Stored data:

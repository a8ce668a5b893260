//! VEIL: an interpreter for trigger-dispatched scripts embedded in HTML
//! documents.
//!
//! - [`script`]: the language (segmenter, block tracker, registry, handlers, expressions)
//! - [`pattern`]: trigger text → match patterns
//! - [`output`]: where console lines and body fragments go
//! - [`host`]: finding and running the scripts of a host document

pub mod cli;
pub mod config;
pub mod embedded;
pub mod error;
pub mod host;
pub mod logging;
pub mod output;
pub mod pattern;
pub mod script;
impl Lexer {
    fn new(src: &str) -> Self {
        Lexer {
            src: src.chars().collect(),
            pos: 0,
        }
    }

    fn peek(&self) -> Option<char> {
        self.src.get(self.pos).copied()
    }

    fn peek2(&self) -> Option<char> {
        self.src.get(self.pos + 1).copied()
    }

    fn advance(&mut self) -> Option<char> {
        let ch = self.peek();
        if ch.is_some() {
            self.pos += 1;
        }
        ch
    }

    fn eat(&mut self, ch: char) -> bool {
        if self.peek() == Some(ch) {
            self.pos += 1;
            true
        } else {
            false
        }
    }

    fn skip_ws(&mut self) {
        while matches!(self.peek(), Some(c) if c.is_whitespace()) {
            self.pos += 1;
        }
    }

    fn read_number(&mut self, first: char) -> Token {
        let mut s = String::new();
        s.push(first);

        // Hex literal
        if first == '0' && matches!(self.peek(), Some('x' | 'X')) {
            self.advance();
            let mut hex = String::new();
            while matches!(self.peek(), Some(c) if c.is_ascii_hexdigit()) {
                hex.extend(self.advance());
            }
            return Token::Number(
                i64::from_str_radix(&hex, 16).map(|n| n as f64).unwrap_or(f64::NAN),
            );
        }

        while matches!(self.peek(), Some('0'..='9')) {
            s.extend(self.advance());
        }
        if first != '.' && self.peek() == Some('.') && matches!(self.peek2(), Some('0'..='9')) {
            s.extend(self.advance());
            while matches!(self.peek(), Some('0'..='9')) {
                s.extend(self.advance());
            }
        }
        if matches!(self.peek(), Some('e' | 'E'))
            && matches!(self.peek2(), Some('0'..='9' | '+' | '-'))
        {
            s.extend(self.advance());
            if matches!(self.peek(), Some('+' | '-')) {
                s.extend(self.advance());
            }
            while matches!(self.peek(), Some('0'..='9')) {
                s.extend(self.advance());
            }
        }
        Token::Number(s.parse().unwrap_or(f64::NAN))
    }

    fn read_ident(&mut self, first: char) -> Token {
        let mut s = String::new();
        s.push(first);
        while matches!(self.peek(), Some(c) if is_name_char(c)) {
            s.extend(self.advance());
        }
        Token::Ident(s)
    }

    fn next_token(&mut self) -> Result<Option<Token>, EvalError> {
        self.skip_ws();
        let Some(ch) = self.advance() else {
            return Ok(None);
        };

        let tok = match ch {
            '0'..='9' => self.read_number(ch),
            '.' if matches!(self.peek(), Some('0'..='9')) => self.read_number(ch),
            c if is_name_start(c) => self.read_ident(c),
            '+' => {
                if self.eat('=') {
                    Token::PlusAssign
                } else {
                    Token::Plus
                }
            }
            '-' => {
                if self.eat('=') {
                    Token::MinusAssign
                } else {
                    Token::Minus
                }
            }
            '*' => {
                if self.eat('*') {
                    Token::StarStar
                } else if self.eat('=') {
                    Token::StarAssign
                } else {
                    Token::Star
                }
            }
            '/' => {
                if self.eat('=') {
                    Token::SlashAssign
                } else {
                    Token::Slash
                }
            }
            '%' => {
                if self.eat('=') {
                    Token::PercentAssign
                } else {
                    Token::Percent
                }
            }
            '!' => {
                if self.eat('=') {
                    if self.eat('=') {
                        Token::StrictNe
                    } else {
                        Token::Ne
                    }
                } else {
                    Token::Bang
                }
            }
            '=' => {
                if self.eat('=') {
                    if self.eat('=') {
                        Token::StrictEq
                    } else {
                        Token::Eq
                    }
                } else {
                    Token::Assign
                }
            }
            '<' => {
                if self.eat('=') {
                    Token::Le
                } else {
                    Token::Lt
                }
            }
            '>' => {
                if self.eat('=') {
                    Token::Ge
                } else {
                    Token::Gt
                }
            }
            '&' if self.eat('&') => Token::And,
            '|' if self.eat('|') => Token::Or,
            '?' => Token::Question,
            ':' => Token::Colon,
            ',' => Token::Comma,
            '(' => Token::LParen,
            ')' => Token::RParen,
            c => return Err(EvalError::UnexpectedChar(c)),
        };
        Ok(Some(tok))
    }
}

## [Work instructions]
Pull every line containing "Option" out of the records.

## [Task response]
    fn peek(&self) -> Option<char> {
    fn peek2(&self) -> Option<char> {
    fn advance(&mut self) -> Option<char> {
    fn next_token(&mut self) -> Result<Option<Token>, EvalError> {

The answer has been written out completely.